▶ **Required work**:
In the listing that follows, determine how many lines include the word "sqlx". Respond with that number alone.

▶ **Listed records**:
//! Fuzz target for topic-name parsing and the partition-shard filter.
//!
//! Listings come straight from a remote admin API, so parsing must never
//! panic and anything it accepts must render back to an equivalent key.

#![no_main]

use libfuzzer_sys::fuzz_target;
use pulsar_sync::entity::{is_partition_shard, TenantIdentity, TenantNamespace, TenantNamespaceTopic};

fuzz_target!(|data: (&str, &str, &str)| {
    let (tenant, namespace, listed) = data;
    let ns = TenantNamespace::new(TenantIdentity::new(tenant), namespace);

    // Should never panic
    let _ = is_partition_shard(listed);
    if let Some(parsed) = TenantNamespace::from_listed(ns.tenant(), listed) {
        // Accepted namespaces stay under the listing tenant
        assert_eq!(parsed.tenant(), ns.tenant());
        assert!(!parsed.local_name().is_empty());
    }

    if let Some(topic) = TenantNamespaceTopic::from_listed(&ns, listed) {
        // Accepted names carry a non-empty local part without separators
        assert!(!topic.local_name().is_empty());
        assert!(!topic.local_name().contains('/'));

        // Re-parsing the rendered name is stable
        let again = TenantNamespaceTopic::from_listed(&ns, &topic.topic());
        assert_eq!(again.as_ref(), Some(&topic));
    }
});
impl AdminClient for InMemoryCluster {
    fn list_tenants(&self) -> BoxFuture<'_, Vec<String>> {
        Box::pin(async move {
            self.check_listing()?;
            Ok(lock(&self.state.tenants).iter().cloned().collect())
        })
    }

    fn list_namespaces(&self, tenant: &str) -> BoxFuture<'_, Vec<String>> {
        let tenant = tenant.to_string();
        Box::pin(async move {
            self.check_listing()?;
            if !self.has_tenant(&tenant) {
                return Err(ClientError::new(ClientErrorKind::NotFound, format!("tenant {}", tenant)));
            }
            let prefix = format!("{}/", tenant);
            Ok(lock(&self.state.namespaces)
                .iter()
                .filter(|ns| ns.starts_with(&prefix))
                .cloned()
                .collect())
        })
    }

    fn list_topics(&self, namespace: &str) -> BoxFuture<'_, Vec<String>> {
        let namespace = namespace.to_string();
        Box::pin(async move {
            self.check_listing()?;
            if !self.has_namespace(&namespace) {
                return Err(ClientError::new(
                    ClientErrorKind::NotFound,
                    format!("namespace {}", namespace),
                ));
            }
            let topics = lock(&self.state.topics);
            let mut listed = Vec::new();
            for (name, log) in topics.iter() {
                if split_topic(name).map(|(ns, _)| ns) != Some(namespace.as_str()) {
                    continue;
                }
                listed.push(name.clone());
                for partition in 0..log.partitions {
                    listed.push(format!("{}{}{}", name, PARTITION_MARKER, partition));
                }
            }
            Ok(listed)
        })
    }

    fn create_tenant(&self, tenant: &str) -> BoxFuture<'_, ()> {
        let tenant = tenant.to_string();
        Box::pin(async move {
            self.check_create()?;
            if !lock(&self.state.tenants).insert(tenant.clone()) {
                return Err(ClientError::new(ClientErrorKind::AlreadyExists, format!("tenant {}", tenant)));
            }
            Ok(())
        })
    }

    fn create_namespace(&self, namespace: &str) -> BoxFuture<'_, ()> {
        let namespace = namespace.to_string();
        Box::pin(async move {
            self.check_create()?;
            let tenant = namespace.split_once('/').map(|(t, _)| t).unwrap_or_default();
            if !self.has_tenant(tenant) {
                return Err(ClientError::new(ClientErrorKind::NotFound, format!("tenant {}", tenant)));
            }
            if !lock(&self.state.namespaces).insert(namespace.clone()) {
                return Err(ClientError::new(
                    ClientErrorKind::AlreadyExists,
                    format!("namespace {}", namespace),
                ));
            }
            Ok(())
        })
    }

    fn partition_count(&self, topic: &str) -> BoxFuture<'_, u32> {
        let topic = topic.to_string();
        Box::pin(async move {
            self.topic_partitions(&topic)
                .ok_or_else(|| ClientError::new(ClientErrorKind::NotFound, format!("topic {}", topic)))
        })
    }

    fn create_topic(&self, topic: &str, partitions: u32) -> BoxFuture<'_, ()> {
        let topic = topic.to_string();
        Box::pin(async move {
            self.check_create()?;
            if self.has_topic(&topic) {
                return Err(ClientError::new(ClientErrorKind::AlreadyExists, format!("topic {}", topic)));
            }
            self.add_partitioned_topic(&topic, partitions);
            Ok(())
        })
    }
}

impl DataClient for InMemoryCluster {
    fn open_reader(&self, topic: &str, start: StartPosition) -> BoxFuture<'_, Arc<dyn MessageReader>> {
        let topic = topic.to_string();
        Box::pin(async move {
            self.check_open().await?;
            let log = self
                .topic_log(&topic)
                .ok_or_else(|| ClientError::new(ClientErrorKind::NotFound, format!("topic {}", topic)))?;

            let position = match start {
                StartPosition::Earliest => 0,
                StartPosition::Latest => log.len(),
                StartPosition::After(id) => id.as_str().parse::<usize>().map(|i| i + 1).unwrap_or(0),
            };

            self.state.open_readers.fetch_add(1, Ordering::SeqCst);
            self.state.opened_readers.fetch_add(1, Ordering::SeqCst);
            let reader: Arc<dyn MessageReader> = Arc::new(MemoryReader {
                cluster: self.clone(),
                topic,
                log,
                position: AtomicUsize::new(position),
                closed: AtomicBool::new(false),
            });
            Ok(reader)
        })
    }

    fn open_writer(&self, topic: &str) -> BoxFuture<'_, Arc<dyn MessageWriter>> {
        let topic = topic.to_string();
        Box::pin(async move {
            self.check_open().await?;
            // Topic auto-creation, as brokers do by default
            self.add_topic(&topic);
            let log = self
                .topic_log(&topic)
                .ok_or_else(|| ClientError::new(ClientErrorKind::NotFound, format!("topic {}", topic)))?;

            self.state.open_writers.fetch_add(1, Ordering::SeqCst);
            self.state.opened_writers.fetch_add(1, Ordering::SeqCst);
            let writer: Arc<dyn MessageWriter> = Arc::new(MemoryWriter {
                cluster: self.clone(),
                log,
                closed: AtomicBool::new(false),
            });
            Ok(writer)
        })
    }
}
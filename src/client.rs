// Copyright (c) 2025-2026 Adrian Robinson. Licensed under the AGPL-3.0.
// See LICENSE file in the project root for full license text.

//! Cluster collaborator traits.
//!
//! The orchestrator never speaks the broker's wire protocol itself. It drives
//! two collaborators per cluster:
//!
//! - [`AdminClient`]: hierarchy listing and entity creation
//! - [`DataClient`]: opens [`MessageReader`]s on the source and
//!   [`MessageWriter`]s on the destination
//!
//! A [`ClusterConnector`] builds both from a [`ClusterConfig`]. The in-process
//! implementation in [`crate::memory`] backs the tests; a production embedding
//! supplies its own broker bindings.
//!
//! # Implementing
//!
//! Methods return boxed futures. Futures borrow `self` only, so copy any
//! `&str` argument before the `async move` block:
//!
//! ```rust,no_run
//! use pulsar_sync::client::{AdminClient, BoxFuture};
//!
//! struct StaticAdmin;
//!
//! impl AdminClient for StaticAdmin {
//!     fn list_tenants(&self) -> BoxFuture<'_, Vec<String>> {
//!         Box::pin(async { Ok(vec!["public".to_string()]) })
//!     }
//!     fn list_namespaces(&self, tenant: &str) -> BoxFuture<'_, Vec<String>> {
//!         let tenant = tenant.to_string();
//!         Box::pin(async move { Ok(vec![format!("{}/default", tenant)]) })
//!     }
//!     fn list_topics(&self, _namespace: &str) -> BoxFuture<'_, Vec<String>> {
//!         Box::pin(async { Ok(vec![]) })
//!     }
//!     fn create_tenant(&self, _tenant: &str) -> BoxFuture<'_, ()> {
//!         Box::pin(async { Ok(()) })
//!     }
//!     fn create_namespace(&self, _namespace: &str) -> BoxFuture<'_, ()> {
//!         Box::pin(async { Ok(()) })
//!     }
//!     fn partition_count(&self, _topic: &str) -> BoxFuture<'_, u32> {
//!         Box::pin(async { Ok(0) })
//!     }
//!     fn create_topic(&self, _topic: &str, _partitions: u32) -> BoxFuture<'_, ()> {
//!         Box::pin(async { Ok(()) })
//!     }
//! }
//! ```

use crate::config::ClusterConfig;
use crate::resilience::AttemptTimedOut;
use std::collections::BTreeMap;
use std::fmt;
use std::future::Future;
use std::pin::Pin;
use std::sync::Arc;

/// Result type for collaborator calls.
pub type ClientResult<T> = std::result::Result<T, ClientError>;

/// Type alias for boxed async futures (reduces trait signature complexity).
pub type BoxFuture<'a, T> = Pin<Box<dyn Future<Output = ClientResult<T>> + Send + 'a>>;

/// Broad classification of a collaborator failure.
#[derive(Debug, Clone, Copy, PartialEq, Eq, Hash)]
pub enum ClientErrorKind {
    NotFound,
    AlreadyExists,
    Unavailable,
    Unauthorized,
    Timeout,
    Closed,
    Other,
}

impl fmt::Display for ClientErrorKind {
    fn fmt(&self, f: &mut fmt::Formatter<'_>) -> fmt::Result {
        let s = match self {
            ClientErrorKind::NotFound => "not found",
            ClientErrorKind::AlreadyExists => "already exists",
            ClientErrorKind::Unavailable => "unavailable",
            ClientErrorKind::Unauthorized => "unauthorized",
            ClientErrorKind::Timeout => "timeout",
            ClientErrorKind::Closed => "closed",
            ClientErrorKind::Other => "error",
        };
        f.write_str(s)
    }
}

/// Error reported by an admin or data-plane collaborator.
#[derive(Debug, Clone, PartialEq, Eq, thiserror::Error)]
#[error("{kind}: {message}")]
pub struct ClientError {
    pub kind: ClientErrorKind,
    pub message: String,
}

impl ClientError {
    pub fn new(kind: ClientErrorKind, message: impl Into<String>) -> Self {
        Self {
            kind,
            message: message.into(),
        }
    }

    pub fn unavailable(message: impl Into<String>) -> Self {
        Self::new(ClientErrorKind::Unavailable, message)
    }

    pub fn closed(message: impl Into<String>) -> Self {
        Self::new(ClientErrorKind::Closed, message)
    }

    /// Transient failures worth another attempt.
    pub fn is_retryable(&self) -> bool {
        matches!(self.kind, ClientErrorKind::Unavailable | ClientErrorKind::Timeout)
    }

    pub fn is_already_exists(&self) -> bool {
        self.kind == ClientErrorKind::AlreadyExists
    }
}

impl From<AttemptTimedOut> for ClientError {
    fn from(err: AttemptTimedOut) -> Self {
        Self::new(ClientErrorKind::Timeout, err.to_string())
    }
}

/// Broker-assigned message identifier, opaque to the orchestrator.
#[derive(Debug, Clone, PartialEq, Eq, Hash, PartialOrd, Ord)]
pub struct MessageId(pub String);

impl MessageId {
    pub fn new(id: impl Into<String>) -> Self {
        Self(id.into())
    }

    pub fn as_str(&self) -> &str {
        &self.0
    }
}

impl fmt::Display for MessageId {
    fn fmt(&self, f: &mut fmt::Formatter<'_>) -> fmt::Result {
        f.write_str(&self.0)
    }
}

/// A message as read from the source or written to the destination.
#[derive(Debug, Clone, PartialEq, Eq)]
pub struct Message {
    /// Source-assigned id. Ignored by writers; the destination assigns its own.
    pub id: MessageId,
    pub key: Option<String>,
    pub payload: Vec<u8>,
    pub properties: BTreeMap<String, String>,
    /// Producer event time, epoch millis.
    pub event_time: Option<i64>,
}

impl Message {
    pub fn new(id: MessageId, payload: impl Into<Vec<u8>>) -> Self {
        Self {
            id,
            key: None,
            payload: payload.into(),
            properties: BTreeMap::new(),
            event_time: None,
        }
    }

    pub fn with_key(mut self, key: impl Into<String>) -> Self {
        self.key = Some(key.into());
        self
    }

    pub fn with_property(mut self, name: impl Into<String>, value: impl Into<String>) -> Self {
        self.properties.insert(name.into(), value.into());
        self
    }
}

/// Where a reader starts consuming.
#[derive(Debug, Clone, PartialEq, Eq)]
pub enum StartPosition {
    Earliest,
    Latest,
    /// Resume strictly after this message.
    After(MessageId),
}

/// Admin-interface collaborator for one cluster.
pub trait AdminClient: Send + Sync + 'static {
    fn list_tenants(&self) -> BoxFuture<'_, Vec<String>>;

    /// Namespaces of `tenant`, as `tenant/namespace` paths.
    fn list_namespaces(&self, tenant: &str) -> BoxFuture<'_, Vec<String>>;

    /// Topics of a `tenant/namespace`, including partition shards.
    fn list_topics(&self, namespace: &str) -> BoxFuture<'_, Vec<String>>;

    fn create_tenant(&self, tenant: &str) -> BoxFuture<'_, ()>;

    fn create_namespace(&self, namespace: &str) -> BoxFuture<'_, ()>;

    /// Partition count of a logical topic; `0` for a non-partitioned topic.
    fn partition_count(&self, topic: &str) -> BoxFuture<'_, u32>;

    /// Create a topic; `partitions == 0` creates a non-partitioned topic.
    fn create_topic(&self, topic: &str, partitions: u32) -> BoxFuture<'_, ()>;
}

/// Data-plane collaborator for one cluster.
pub trait DataClient: Send + Sync + 'static {
    fn open_reader(&self, topic: &str, start: StartPosition) -> BoxFuture<'_, Arc<dyn MessageReader>>;

    fn open_writer(&self, topic: &str) -> BoxFuture<'_, Arc<dyn MessageWriter>>;
}

/// Consumer-side handle on one source topic.
pub trait MessageReader: Send + Sync + 'static {
    /// Wait for the next message.
    fn read_next(&self) -> BoxFuture<'_, Message>;

    fn acknowledge(&self, id: &MessageId) -> BoxFuture<'_, ()>;

    fn close(&self) -> BoxFuture<'_, ()>;
}

/// Producer-side handle on one destination topic.
pub trait MessageWriter: Send + Sync + 'static {
    /// Write and wait for the broker's confirmation.
    fn write<'a>(&'a self, message: &'a Message) -> BoxFuture<'a, MessageId>;

    fn flush(&self) -> BoxFuture<'_, ()>;

    fn close(&self) -> BoxFuture<'_, ()>;
}

/// Both collaborators for one cluster.
#[derive(Clone)]
pub struct ClusterConnection {
    pub admin: Arc<dyn AdminClient>,
    pub client: Arc<dyn DataClient>,
}

/// Builds a [`ClusterConnection`] from connection settings.
pub trait ClusterConnector: Send + Sync {
    fn connect<'a>(&'a self, config: &'a ClusterConfig) -> BoxFuture<'a, ClusterConnection>;
}
// Copyright (c) 2025-2026 Adrian Robinson. Licensed under the AGPL-3.0.
// See LICENSE file in the project root for full license text.

//! Error types for the sync orchestrator.
//!
//! Errors are split by where they surface. Construction-time errors propagate
//! out of [`SyncOrchestrator::start()`](crate::SyncOrchestrator::start); everything
//! that happens in steady state is logged and counted instead of returned.
//!
//! # Error Categories
//!
//! | Error Type | Retryable | Surfaced by |
//! |------------|-----------|-------------|
//! | `Discovery` | Yes | Logged; next scheduled pass retries |
//! | `ReplicationWrite` | Yes | Worker suspends after the retry budget |
//! | `Client` | Depends on kind | Admin / data-plane collaborator |
//! | `Construction` | No | `connect()` / `start()` |
//! | `ShutdownTimeout` | No | Logged during `close()`; resources force-released |
//! | `CursorStore` | No | Local SQLite errors (needs operator attention) |
//! | `Config` | No | Configuration invalid |
//! | `InvalidState` | No | Lifecycle state machine violation |
//! | `Shutdown` | No | Orchestrator is shutting down |
//! | `Internal` | No | Unexpected internal error |

use crate::client::ClientError;
use std::time::Duration;
use thiserror::Error;

/// Result type alias for sync operations.
pub type Result<T> = std::result::Result<T, SyncError>;

/// Errors that can occur while mirroring a cluster.
#[derive(Error, Debug)]
pub enum SyncError {
    /// An admin listing call failed at one level of the hierarchy.
    ///
    /// Never escapes `sync()`: the pass is abandoned and existing children
    /// are left untouched.
    #[error("Discovery error ({level} {target}): {source}")]
    Discovery {
        level: &'static str,
        target: String,
        #[source]
        source: ClientError,
    },

    /// A destination write kept failing after the bounded retry budget.
    ///
    /// The affected worker suspends; siblings and discovery continue.
    #[error("Replication write to {topic} failed after {attempts} attempts: {source}")]
    ReplicationWrite {
        topic: String,
        attempts: usize,
        #[source]
        source: ClientError,
    },

    /// Building the entity handle or the manager tree failed at startup.
    #[error("Construction error: {0}")]
    Construction(String),

    /// A child did not close within its grace period.
    #[error("{component} did not close within {timeout:?}")]
    ShutdownTimeout { component: String, timeout: Duration },

    /// Error reported by a cluster collaborator outside of the categories above.
    #[error("Client error: {0}")]
    Client(#[from] ClientError),

    /// SQLite error during cursor persistence.
    #[error("Cursor store error: {0}")]
    CursorStore(#[from] sqlx::Error),

    /// Invalid or missing configuration.
    #[error("Configuration error: {0}")]
    Config(String),

    /// Lifecycle state machine violation
    /// (e.g. calling `start()` on an orchestrator that already ran).
    #[error("Invalid state: expected {expected}, got {actual}")]
    InvalidState { expected: String, actual: String },

    /// Shutdown in progress.
    #[error("Shutdown in progress")]
    Shutdown,

    /// Unexpected internal error.
    #[error("Internal error: {0}")]
    Internal(String),
}

impl SyncError {
    /// Create a discovery error for one hierarchy level.
    pub fn discovery(level: &'static str, target: impl Into<String>, source: ClientError) -> Self {
        Self::Discovery {
            level,
            target: target.into(),
            source,
        }
    }

    /// Check if this error is retryable
    pub fn is_retryable(&self) -> bool {
        match self {
            Self::Discovery { .. } => true,
            Self::ReplicationWrite { .. } => true,
            Self::Client(e) => e.is_retryable(),
            Self::Construction(_) => false,
            Self::ShutdownTimeout { .. } => false,
            Self::CursorStore(_) => false,
            Self::Config(_) => false,
            Self::InvalidState { .. } => false,
            Self::Shutdown => false,
            Self::Internal(_) => false,
        }
    }
}

#[cfg(test)]
mod tests {
    use super::*;
    use crate::client::ClientErrorKind;

    #[test]
    fn test_discovery_is_retryable() {
        let err = SyncError::discovery(
            "tenant",
            "cluster",
            ClientError::new(ClientErrorKind::Unavailable, "connection refused"),
        );
        assert!(err.is_retryable());
        let msg = err.to_string();
        assert!(msg.contains("tenant"));
        assert!(msg.contains("connection refused"));
    }

    #[test]
    fn test_replication_write_formatting() {
        let err = SyncError::ReplicationWrite {
            topic: "persistent://t1/ns1/topicA".to_string(),
            attempts: 5,
            source: ClientError::new(ClientErrorKind::Timeout, "send timed out"),
        };
        assert!(err.is_retryable());
        let msg = err.to_string();
        assert!(msg.contains("topicA"));
        assert!(msg.contains("5 attempts"));
    }

    #[test]
    fn test_client_retryable_follows_kind() {
        let transient = SyncError::from(ClientError::new(ClientErrorKind::Unavailable, "down"));
        assert!(transient.is_retryable());

        let auth = SyncError::from(ClientError::new(ClientErrorKind::Unauthorized, "bad token"));
        assert!(!auth.is_retryable());
    }

    #[test]
    fn test_not_retryable_construction() {
        let err = SyncError::Construction("cannot reach source cluster".to_string());
        assert!(!err.is_retryable());
        assert!(err.to_string().contains("source cluster"));
    }

    #[test]
    fn test_shutdown_timeout_formatting() {
        let err = SyncError::ShutdownTimeout {
            component: "worker persistent://t1/ns1/a".to_string(),
            timeout: Duration::from_secs(10),
        };
        assert!(!err.is_retryable());
        assert!(err.to_string().contains("10s"));
    }

    #[test]
    fn test_not_retryable_invalid_state() {
        let err = SyncError::InvalidState {
            expected: "Created".to_string(),
            actual: "Running".to_string(),
        };
        assert!(!err.is_retryable());
        assert!(err.to_string().contains("Created"));
        assert!(err.to_string().contains("Running"));
    }

    #[test]
    fn test_not_retryable_misc() {
        assert!(!SyncError::Shutdown.is_retryable());
        assert!(!SyncError::Config("bad".into()).is_retryable());
        assert!(!SyncError::Internal("oops".into()).is_retryable());
        assert!(!SyncError::CursorStore(sqlx::Error::RowNotFound).is_retryable());
    }
}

▶ **Exercise result**:
2